I’m writing this whilst stood by the kitchen sink, looking out into our small back garden.  Standing is more comfortable than sitting since I pulled my back badly earlier this week.  Actually, I’m standing on one leg as the other rests on a firm kitchen chair; shifting from one leg to the other every now and then also seems to help.

Whilst I write, I am watching a band of starlings scrapping with each other on the top of the hedge, as they wait for an available space on the bird feeder.  A few sparrows are in the hedge also and they take their chances whenever a starling vacates a feeding slot, flying in quickly and grabbing a seed before another quarrelsome starling lands.  I only filled the feeder earlier this morning and now at 11.00am it is already below the half-way mark.

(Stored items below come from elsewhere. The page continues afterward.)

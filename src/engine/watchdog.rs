//! Stale-transaction watchdog.
//!
//! Chargers can drop off the network mid-transaction; the OCPP session
//! cleanup deliberately leaves their transactions alone (the charger may
//! reconnect and resume reporting). This sweep synthesizes a stop for any
//! transaction on a charger that has been silent past the timeout, so
//! ghost transactions never hold allocation.

use std::sync::Arc;
use std::time::Duration;

use chrono::{DateTime, Utc};
use tracing::{error, info, warn};

use crate::config::AppConfig;
use crate::model::{ConnectorStatus, Store};
use crate::support::shutdown::ShutdownSignal;

pub async fn run(cfg: Arc<AppConfig>, store: Arc<Store>, shutdown: ShutdownSignal) {
    info!("model watchdog started");
    let period = Duration::from_secs(cfg.csms.transaction_interval.max(1));
    loop {
        tokio::select! {
            _ = tokio::time::sleep(period) => {}
            _ = shutdown.wait() => {
                info!("model watchdog stopped");
                return;
            }
        }
        sweep(&store, Utc::now(), cfg.csms.transaction_timeout);
    }
}

/// One watchdog pass: pseudo-stop every transaction on a silent charger and
/// return the connector to `Available`.
pub fn sweep(store: &Store, now: DateTime<Utc>, timeout: i64) {
    for (charger_id, connector_id, transaction_id, energy_meter) in
        store.stale_transactions(now, timeout)
    {
        warn!(
            charger_id = charger_id.as_str(),
            connector_id,
            transaction_id,
            "pseudo-stopping transaction of silent charger"
        );
        match store.stop_transaction(
            &charger_id,
            transaction_id,
            energy_meter,
            now,
            Some("Other".to_string()),
            None,
        ) {
            Ok(_) => {
                store.force_connector_status(&charger_id, connector_id, ConnectorStatus::Available);
            }
            Err(e) => {
                error!(charger_id = charger_id.as_str(), transaction_id, error = %e, "pseudo-stop failed");
            }
        }
    }
}

#[cfg(test)]
mod tests {
    use super::*;
    use crate::config::AppConfig;
    use crate::model::{Tag, TagStatus};
    use chrono::Duration as ChronoDuration;

    #[test]
    fn silent_charger_gets_its_transaction_stopped() {
        let store = Store::new(Arc::new(AppConfig::default()));
        store.add_group("G1", None, Some("00:00-23:59>0=48")).unwrap();
        store
            .add_charger("CP-1", "G1", "Bay 1", 1, 1, None, Some(32.0), None)
            .unwrap();
        store.upsert_tag(Tag::new("T1", None, None, None, TagStatus::Activated, None));

        let start = Utc::now();
        store.mark_connected("CP-1", start);
        store.start_transaction("CP-1", 1, "T1", 0, start).unwrap();
        store
            .meter_values("CP-1", 1, 8.0, Some(2200), None, Some(1), start, start)
            .unwrap();
        store.mark_disconnected("CP-1");

        // Not yet past the timeout: nothing happens.
        sweep(&store, start + ChronoDuration::seconds(100), 300);
        store.with_model(|m| {
            assert!(m.chargers["CP-1"].connectors[&1].transaction.is_some());
        });

        // Past the timeout: stopped with reason Other, meter pinned at the
        // last energy reading, connector available again.
        sweep(&store, start + ChronoDuration::seconds(400), 300);
        store.with_model(|m| {
            let conn = &m.chargers["CP-1"].connectors[&1];
            assert!(conn.transaction.is_none());
            assert_eq!(conn.status, Some(ConnectorStatus::Available));
            assert_eq!(m.sessions.len(), 1);
            let session = m.sessions.values().next().unwrap();
            assert_eq!(session.reason.as_deref(), Some("Other"));
            assert_eq!(session.energy, 2200);
        });
    }

    #[test]
    fn live_chargers_are_left_alone() {
        let store = Store::new(Arc::new(AppConfig::default()));
        store.add_group("G1", None, Some("00:00-23:59>0=48")).unwrap();
        store
            .add_charger("CP-1", "G1", "Bay 1", 1, 1, None, Some(32.0), None)
            .unwrap();
        store.upsert_tag(Tag::new("T1", None, None, None, TagStatus::Activated, None));

        let start = Utc::now();
        store.mark_connected("CP-1", start);
        store.start_transaction("CP-1", 1, "T1", 0, start).unwrap();

        // The charger keeps talking.
        let later = start + ChronoDuration::seconds(400);
        store.touch("CP-1", later);
        sweep(&store, later + ChronoDuration::seconds(10), 300);
        store.with_model(|m| {
            assert!(m.chargers["CP-1"].connectors[&1].transaction.is_some());
            assert!(m.sessions.is_empty());
        });
    }
}
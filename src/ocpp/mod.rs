//! Charger-facing OCPP 1.6 layer: the WebSocket server, per-charger
//! sessions, correlated outbound calls and the charging-profile driver.

pub mod calls;
pub mod handlers;
pub mod profile;
pub mod registry;
pub mod server;

pub use calls::{CallError, CallSender};
pub use profile::ProfileDriver;
pub use registry::SessionRegistry;
pub use server::{OcppServer, ServerContext};
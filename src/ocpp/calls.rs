//! Outbound OCPP call transport.
//!
//! Sends `[2, id, action, payload]` frames to chargers and correlates the
//! `CallResult`/`CallError` replies by unique id. Calls to the same charger
//! are serialized, one in flight per charger at a time, while different
//! chargers proceed in parallel. Every call observes a reply timeout so a
//! vanished charger can never wedge the engine.

use std::sync::atomic::{AtomicU64, Ordering};
use std::sync::Arc;
use std::time::Duration;

use dashmap::DashMap;
use serde_json::Value;
use thiserror::Error;
use tokio::sync::{oneshot, Mutex};
use tokio::time::timeout;
use tracing::{debug, warn};

use crate::support::frame::Frame;

use super::registry::SessionRegistry;

#[derive(Debug, Clone, Error)]
pub enum CallError {
    #[error("charger not connected: {0}")]
    NotConnected(String),
    #[error("failed to send: {0}")]
    SendFailed(String),
    #[error("reply timeout")]
    Timeout,
    #[error("invalid reply: {0}")]
    InvalidResponse(String),
    #[error("CallError {code}: {description}")]
    CallError { code: String, description: String },
    #[error("charger refused: {0}")]
    Rejected(String),
}

struct PendingCall {
    action: String,
    reply: oneshot::Sender<Result<Value, CallError>>,
}

/// Correlated, per-charger-serialized OCPP call sender.
pub struct CallSender {
    registry: Arc<SessionRegistry>,
    pending: DashMap<(String, String), PendingCall>,
    /// One lock per charger enforcing a single call in flight.
    in_flight: DashMap<String, Arc<Mutex<()>>>,
    counter: AtomicU64,
    reply_timeout: Duration,
}

impl CallSender {
    pub fn new(registry: Arc<SessionRegistry>, reply_timeout: Duration) -> Self {
        Self {
            registry,
            pending: DashMap::new(),
            in_flight: DashMap::new(),
            counter: AtomicU64::new(1),
            reply_timeout,
        }
    }

    fn next_id(&self) -> String {
        format!("CS-{}", self.counter.fetch_add(1, Ordering::SeqCst))
    }

    fn charger_lock(&self, charger_id: &str) -> Arc<Mutex<()>> {
        self.in_flight
            .entry(charger_id.to_string())
            .or_insert_with(|| Arc::new(Mutex::new(())))
            .clone()
    }

    /// Send one call and await its reply payload.
    pub async fn send_call(
        &self,
        charger_id: &str,
        action: &str,
        payload: Value,
    ) -> Result<Value, CallError> {
        let lock = self.charger_lock(charger_id);
        let _serialized = lock.lock().await;

        let unique_id = self.next_id();
        let text = Frame::Call {
            unique_id: unique_id.clone(),
            action: action.to_string(),
            payload,
        }
        .serialize();

        let (tx, rx) = oneshot::channel();
        let key = (charger_id.to_string(), unique_id.clone());
        self.pending.insert(
            key.clone(),
            PendingCall {
                action: action.to_string(),
                reply: tx,
            },
        );

        debug!(charger_id, action, unique_id = unique_id.as_str(), "sending call");
        if let Err(e) = self.registry.send_to(charger_id, text) {
            self.pending.remove(&key);
            return Err(CallError::NotConnected(e));
        }

        match timeout(self.reply_timeout, rx).await {
            Ok(Ok(result)) => result,
            Ok(Err(_)) => {
                self.pending.remove(&key);
                Err(CallError::InvalidResponse("reply channel closed".into()))
            }
            Err(_) => {
                self.pending.remove(&key);
                warn!(charger_id, action, unique_id = unique_id.as_str(), "call timed out");
                Err(CallError::Timeout)
            }
        }
    }

    /// Route an inbound `CallResult` to its waiting caller.
    pub fn handle_result(&self, charger_id: &str, unique_id: &str, payload: Value) {
        let key = (charger_id.to_string(), unique_id.to_string());
        if let Some((_, pending)) = self.pending.remove(&key) {
            debug!(
                charger_id,
                action = pending.action.as_str(),
                unique_id,
                "reply received"
            );
            let _ = pending.reply.send(Ok(payload));
        } else {
            warn!(charger_id, unique_id, "reply for unknown call");
        }
    }

    /// Route an inbound `CallError` to its waiting caller.
    pub fn handle_error(&self, charger_id: &str, unique_id: &str, code: &str, description: &str) {
        let key = (charger_id.to_string(), unique_id.to_string());
        if let Some((_, pending)) = self.pending.remove(&key) {
            warn!(
                charger_id,
                action = pending.action.as_str(),
                unique_id,
                code,
                description,
                "call errored"
            );
            let _ = pending.reply.send(Err(CallError::CallError {
                code: code.to_string(),
                description: description.to_string(),
            }));
        }
    }

    /// Drop pending state for a charger whose connection went away.
    pub fn cleanup_charger(&self, charger_id: &str) {
        self.pending.retain(|key, _| key.0 != charger_id);
        self.in_flight.remove(charger_id);
    }
}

 If I lean forward and stand on tip-toes I can see next door’s bird feeder which has peanuts in it.  A couple of starlings, one hanging upside down, are feeding furiously.  My neighbour told me once that they seemed to be spending as much on bird food as they did on feeding their dog.  Rusty was being taken for his morning walk and on hearing his name he looked up at me, held his head on one side and gave me an imploring look.  I felt sorry for him, poor little chap!

 The grey sky is racing across my view, going in a roughly west to east direction.  There are occasional breaks in the clouds when the pale blue infinity beyond is revealed.  Just as the daylight hours increase, so does my urge to be out walking again.  The Christmas and New Year festivities, work and now injury, all of these things are playing on my mind and pushing me towards some New Year resolutions, albeit a little late: to come up with a revised fitness routine; to walk much more this year; to ensure I’ve got my camera and sketch book with me on my walks and to come up with a different title for this blog, something with a wider view.

A happy and peaceful New Year to all who pass this way!

Towpath Tramp (1)

Setting off from home at around 10 o’clock, I was glad I had pulled on my winter trousers. The strong wind at my back was icy cold and my walk into town was quicker than expected. I called into the local petrol station and bought a bar of chocolate to nibble at on my walk. A quick scan of the newspaper headlines was a mistake; the news was as usual, depressing and so I quickly left the claustrophobic atmosphere of electric lights and refrigerators and headed towards town.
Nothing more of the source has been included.